*** Block opens ***

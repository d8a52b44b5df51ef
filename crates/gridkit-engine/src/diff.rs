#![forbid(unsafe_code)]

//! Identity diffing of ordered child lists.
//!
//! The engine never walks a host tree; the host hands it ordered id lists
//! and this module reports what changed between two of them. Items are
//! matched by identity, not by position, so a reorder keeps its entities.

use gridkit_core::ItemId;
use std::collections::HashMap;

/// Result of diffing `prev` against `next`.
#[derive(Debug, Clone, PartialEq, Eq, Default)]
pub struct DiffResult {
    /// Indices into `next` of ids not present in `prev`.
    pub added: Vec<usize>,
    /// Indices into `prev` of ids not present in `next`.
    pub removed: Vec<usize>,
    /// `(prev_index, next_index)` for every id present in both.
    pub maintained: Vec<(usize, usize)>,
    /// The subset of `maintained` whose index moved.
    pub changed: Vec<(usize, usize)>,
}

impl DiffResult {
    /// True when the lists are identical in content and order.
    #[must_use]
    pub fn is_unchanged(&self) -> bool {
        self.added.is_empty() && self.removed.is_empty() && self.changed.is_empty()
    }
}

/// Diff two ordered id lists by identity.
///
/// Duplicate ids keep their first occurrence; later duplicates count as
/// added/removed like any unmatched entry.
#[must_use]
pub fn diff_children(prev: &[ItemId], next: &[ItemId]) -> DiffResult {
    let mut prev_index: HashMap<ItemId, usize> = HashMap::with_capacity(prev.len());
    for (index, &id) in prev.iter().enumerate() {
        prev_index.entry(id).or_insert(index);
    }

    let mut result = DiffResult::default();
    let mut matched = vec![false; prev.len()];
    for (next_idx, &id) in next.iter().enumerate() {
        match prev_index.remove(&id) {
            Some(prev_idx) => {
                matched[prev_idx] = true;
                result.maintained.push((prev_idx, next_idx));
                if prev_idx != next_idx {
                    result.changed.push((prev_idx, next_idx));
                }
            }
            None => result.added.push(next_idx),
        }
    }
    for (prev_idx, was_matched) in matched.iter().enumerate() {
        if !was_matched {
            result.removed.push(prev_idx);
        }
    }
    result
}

*** Block closes ***

### Activity
Reproduce each of the records word for word.

### Exercise response
repository d8a52b44b5df51ef
filename crates/gridkit-engine/src/diff.rs
#![forbid(unsafe_code)]

//! Identity diffing of ordered child lists.
//!
//! The engine never walks a host tree; the host hands it ordered id lists
//! and this module reports what changed between two of them. Items are
//! matched by identity, not by position, so a reorder keeps its entities.

use gridkit_core::ItemId;
use std::collections::HashMap;

/// Result of diffing `prev` against `next`.
#[derive(Debug, Clone, PartialEq, Eq, Default)]
pub struct DiffResult {
    /// Indices into `next` of ids not present in `prev`.
    pub added: Vec<usize>,
    /// Indices into `prev` of ids not present in `next`.
    pub removed: Vec<usize>,
    /// `(prev_index, next_index)` for every id present in both.
    pub maintained: Vec<(usize, usize)>,
    /// The subset of `maintained` whose index moved.
    pub changed: Vec<(usize, usize)>,
}

impl DiffResult {
    /// True when the lists are identical in content and order.
    #[must_use]
    pub fn is_unchanged(&self) -> bool {
        self.added.is_empty() && self.removed.is_empty() && self.changed.is_empty()
    }
}

/// Diff two ordered id lists by identity.
///
/// Duplicate ids keep their first occurrence; later duplicates count as
/// added/removed like any unmatched entry.
#[must_use]
pub fn diff_children(prev: &[ItemId], next: &[ItemId]) -> DiffResult {
    let mut prev_index: HashMap<ItemId, usize> = HashMap::with_capacity(prev.len());
    for (index, &id) in prev.iter().enumerate() {
        prev_index.entry(id).or_insert(index);
    }

    let mut result = DiffResult::default();
    let mut matched = vec![false; prev.len()];
    for (next_idx, &id) in next.iter().enumerate() {
        match prev_index.remove(&id) {
            Some(prev_idx) => {
                matched[prev_idx] = true;
                result.maintained.push((prev_idx, next_idx));
                if prev_idx != next_idx {
                    result.changed.push((prev_idx, next_idx));
                }
            }
            None => result.added.push(next_idx),
        }
    }
    for (prev_idx, was_matched) in matched.iter().enumerate() {
        if !was_matched {
            result.removed.push(prev_idx);
        }
    }
    result
}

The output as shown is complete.